Newsom gave an update at his daily C-19 press briefing on Tuesday, May 26. The briefing came after the state issued new guidelines for churches and in-person, inside retail shopping on Monday.
“We are very close to reaching a milestone in this country —100,000 lives lost,” said Newsom.
Newsom said while a lot of people enjoyed themselves while respecting social distancing guidelines over the three-day Memorial weekend, some did not.
Newsom said experts believe a “second wave” of C-19 virus is months away and that California is still experiencing a first wave.
“By no stretch of the imagine is this virus behind us,” said Newsom.
According to Newsom, 47 counties, including Mendocino County, have self-attested for regional variance, meaning they can move further into the reopening process.
On Tuesday, Newsom offered good news to everyone who needs a haircut after announcing he’s cleared the way for barbershops and hair salons to reopen in counties that have been given the go-ahead to proceed further down California’s reopening roadmap. Newsom said hair salons and barber shops can re-open with a safety plan when a county grants approval
He joked about his three daughters cutting his hair with craft scissors, and his wife saying he was sporting a “mullet.”
“Along those lines, they (counties) will be able to add in barber shops and hair salons to those regional variations starting today,” Newsom said, adding that the businesses will have to operate with substantial safety modifications.
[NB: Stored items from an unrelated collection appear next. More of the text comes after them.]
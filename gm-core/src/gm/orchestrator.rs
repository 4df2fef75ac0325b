//! The Game Master: drives one turn of play.
//!
//! A turn is a bounded loop of model calls. Each iteration either ends the
//! turn with narrative text, runs the requested tools and loops again, or
//! suspends the turn on a dice check. The session is only borrowed for
//! reading while the loop runs; all of a turn's changes are committed in one
//! step at the end, so a failed model call leaves the session untouched.

use super::tools::{GmTools, ToolDispatcher, ToolEffect, ToolOutcome};
use crate::config::GmConfig;
use crate::delegate::DelegateRegistry;
use crate::dice::DiceResult;
use crate::error::GmError;
use crate::lang::Language;
use crate::llm::ModelProvider;
use crate::lore::LoreService;
use crate::session::{
    DiceCheckRequest, GamePhase, Message, MessageRole, RelationChange, Session, SuspendedTurn,
    TurnNotes,
};
use chrono::Utc;
use claude::{ContentBlock, Request, Role, ToolResult};
use serde::{Deserialize, Serialize};
use std::sync::Arc;
use tracing::{debug, info, warn};

// ============================================================================
// Responses
// ============================================================================

/// Metadata returned with every turn response.
#[derive(Debug, Clone, Default, PartialEq, Serialize, Deserialize)]
pub struct TurnMetadata {
    pub requires_dice: bool,
    #[serde(default, skip_serializing_if = "Option::is_none")]
    pub check_request: Option<DiceCheckRequest>,
    /// The turn this response belongs to.
    pub turn: u32,
    pub phase: GamePhase,
    #[serde(default)]
    pub agents_called: Vec<String>,
    #[serde(default)]
    pub relation_changes: Vec<RelationChange>,
    #[serde(default)]
    pub lore_queries: Vec<String>,
    /// Model calls spent on the turn so far, including before any suspension.
    pub iterations: usize,
    #[serde(default)]
    pub hit_iteration_cap: bool,
    #[serde(default, skip_serializing_if = "Option::is_none")]
    pub dice_result: Option<DiceResult>,
}
//! Rules adjudication delegate.

use super::{DelegateAgent, DelegateError, DelegateKind, DelegateReply};
use crate::context::ContextSlice;
use crate::llm::ModelProvider;
use async_trait::async_trait;
use claude::{Message, Request};
use std::sync::Arc;
use tracing::debug;

pub struct RuleAgent {
    model: Arc<dyn ModelProvider>,
    model_name: Option<String>,
    max_tokens: usize,
}

impl RuleAgent {
    pub fn new(model: Arc<dyn ModelProvider>) -> Self {
        Self {
            model,
            model_name: None,
            max_tokens: 512,
        }
    }

    pub fn with_model(mut self, model: Option<String>) -> Self {
        self.model_name = model;
        self
    }

    pub fn with_max_tokens(mut self, max_tokens: usize) -> Self {
        self.max_tokens = max_tokens;
        self
    }
}

#[async_trait]
impl DelegateAgent for RuleAgent {
    fn kind(&self) -> DelegateKind {
        DelegateKind::Rule
    }

    async fn process(&self, context: &ContextSlice) -> Result<DelegateReply, DelegateError> {
        let ContextSlice::Rule(slice) = context else {
            return Err(DelegateError::WrongContext {
                agent: DelegateKind::Rule,
                got: context.kind(),
            });
        };

        let payload = serde_json::to_string_pretty(slice).unwrap_or_default();
        let system = format!(
            "{}\n\n{}",
            include_str!("prompts/rule.txt"),
            slice.language.reply_instruction()
        );

        let mut request = Request::new(vec![Message::user(payload)])
            .with_system(system)
            .with_max_tokens(self.max_tokens)
            .with_temperature(0.0);
        if let Some(model) = &self.model_name {
            request = request.with_model(model.clone());
        }

        debug!("Calling rule delegate");
        let response = self.model.complete(request).await?;
        let text = response.text();
        if text.trim().is_empty() {
            Ok(DelegateReply::failure("empty ruling"))
        } else {
            Ok(DelegateReply::success(text.trim()))
        }
    }
}
//! The Game Master agent and its tools.

mod orchestrator;
mod tools;

pub use orchestrator::{GameMaster, TurnMetadata, TurnResponse};
pub use tools::{
    CallAgent, GmTools, SearchLore, ToolDispatcher, ToolEffect, ToolError, ToolOutcome,
};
“We put those guidelines out … and those counties will begin to allow for those kinds of operations with meaningful modifications, with the appropriate protective gear, particularly face coverings that are so essential in that environment, sanitation requirements and the like.”
The state is expected to release guidelines for youth summer camps later this week.
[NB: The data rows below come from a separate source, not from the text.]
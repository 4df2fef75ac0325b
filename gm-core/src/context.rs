//! Context slices handed to delegate agents.
//!
//! A slice is assembled field by field from the one record a delegate is
//! entitled to. Nothing is copied wholesale from the session, so data that
//! belongs to another NPC has no path into the slice.

use crate::delegate::{DelegateKind, DelegateTarget};
use crate::dice::DiceResult;
use crate::lang::Language;
use crate::session::Session;
use crate::world::{NpcRecord, NpcSheet};
use serde::{Deserialize, Serialize};
use std::collections::BTreeSet;
use thiserror::Error;

#[derive(Debug, Error, PartialEq, Eq)]
pub enum ContextError {
    #[error("no NPC record for agent '{0}'")]
    UnknownNpc(String),
}

/// Observable facts about the current scene.
#[derive(Debug, Clone, PartialEq, Serialize, Deserialize)]
pub struct SceneContext {
    pub location: String,
    pub region: Option<String>,
    pub facts: Vec<String>,
}

/// What an NPC delegate sees.
#[derive(Debug, Clone, PartialEq, Serialize, Deserialize)]
pub struct NpcSlice {
    pub npc_id: String,
    pub sheet: NpcSheet,
    pub memories: Vec<String>,
    pub relationship: i32,
    pub secrets: Vec<String>,
    pub scene: SceneContext,
    pub player_name: String,
    pub player_input: String,
    pub instruction: String,
    pub language: Language,
}

/// What the rule adjudicator sees.
#[derive(Debug, Clone, PartialEq, Serialize, Deserialize)]
pub struct RuleSlice {
    pub rules_summary: String,
    pub player_traits: BTreeSet<String>,
    pub player_tags: BTreeSet<String>,
    pub last_check_result: Option<DiceResult>,
    pub prior_results: Vec<String>,
    pub player_input: String,
    pub instruction: String,
    pub language: Language,
}

/// What the lore delegate sees.
#[derive(Debug, Clone, PartialEq, Serialize, Deserialize)]
pub struct LoreSlice {
    pub world_pack_id: String,
    pub location: String,
    pub region: Option<String>,
    pub query: String,
    pub language: Language,
}

#[derive(Debug, Clone, PartialEq, Serialize, Deserialize)]
#[serde(tag = "kind", rename_all = "snake_case")]
pub enum ContextSlice {
    Npc(NpcSlice),
    Rule(RuleSlice),
    Lore(LoreSlice),
}

impl ContextSlice {
    pub fn kind(&self) -> DelegateKind {
        match self {
            ContextSlice::Npc(_) => DelegateKind::Npc,
            ContextSlice::Rule(_) => DelegateKind::Rule,
            ContextSlice::Lore(_) => DelegateKind::Lore,
        }
    }

    pub fn language(&self) -> Language {
        match self {
            ContextSlice::Npc(s) => s.language,
            ContextSlice::Rule(s) => s.language,
            ContextSlice::Lore(s) => s.language,
        }
    }

    pub fn as_npc(&self) -> Option<&NpcSlice> {
        match self {
            ContextSlice::Npc(s) => Some(s),
            _ => None,
        }
    }
}

/// Per-call inputs that do not come from the session.
#[derive(Debug, Clone, Copy)]
pub struct SliceRequest<'a> {
    pub player_input: &'a str,
    pub instruction: &'a str,
    pub language: Language,
    /// Tool results already produced this turn.
    pub prior_results: &'a [String],
}

/// Build the slice for `target`.
pub fn build_slice(
    target: &DelegateTarget,
    session: &Session,
    request: SliceRequest<'_>,
) -> Result<ContextSlice, ContextError> {
    match target.kind {
        DelegateKind::Npc => {
            let npc_id = target.subject.as_deref().unwrap_or(&target.name);
            let record = session
                .world
                .npc(npc_id)
                .ok_or_else(|| ContextError::UnknownNpc(target.name.clone()))?;
            Ok(ContextSlice::Npc(npc_slice(record, session, request)))
        }
        DelegateKind::Rule => Ok(ContextSlice::Rule(RuleSlice {
            rules_summary: session.world.rules_summary.clone(),
            player_traits: session.player.traits.clone(),
            player_tags: session.player.tags.clone(),
            last_check_result: session.last_check_result.clone(),
            prior_results: request.prior_results.to_vec(),
            player_input: request.player_input.to_string(),
            instruction: request.instruction.to_string(),
            language: request.language,
        })),
        DelegateKind::Lore => Ok(ContextSlice::Lore(LoreSlice {
            world_pack_id: session.world_pack_id.clone(),
            location: session.current_location.clone(),
            region: session.current_region().map(str::to_string),
            query: if request.instruction.trim().is_empty() {
                request.player_input.to_string()
            } else {
                request.instruction.to_string()
            },
            language: request.language,
        })),
    }
}

fn npc_slice(record: &NpcRecord, session: &Session, request: SliceRequest<'_>) -> NpcSlice {
    NpcSlice {
        npc_id: record.id.clone(),
        sheet: record.sheet.clone(),
        memories: record.memories.clone(),
        relationship: record.relationship,
        secrets: record.secrets.clone(),
        scene: SceneContext {
            location: session.current_location.clone(),
            region: session.current_region().map(str::to_string),
            facts: session.world.scene_facts.clone(),
        },
        player_name: session.player.name.clone(),
        player_input: request.player_input.to_string(),
        instruction: request.instruction.to_string(),
        language: request.language,
    }
}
Newsom said most businesses have cooperated with health orders and that it’s made him proud to be a Californian.
“The vast majority [of businesses] have been incredibly cooperative,” said Newsom.
On Monday, Newsom’s office issued guidelines for churches and other houses of worship to safely re-open amid the ongoing pandemic. The rules published Monday include a 21-day period during which attendance must be limited to 25% of building capacity or 100 attendees —whichever is lower. The guidelines also include an array of recommendations for maintaining social distancing and discourage singing and other group activities that may increase the likelihood of transmission.
The state announced Monday that retailers will once again open their doors to shoppers as the state emerges from shutdown orders enacted to slow the spread of the coronavirus. In new guidelines released Monday, the re-opening of retail stores for socially distanced shopping remains subject to approval from officials in each of the state’s counties.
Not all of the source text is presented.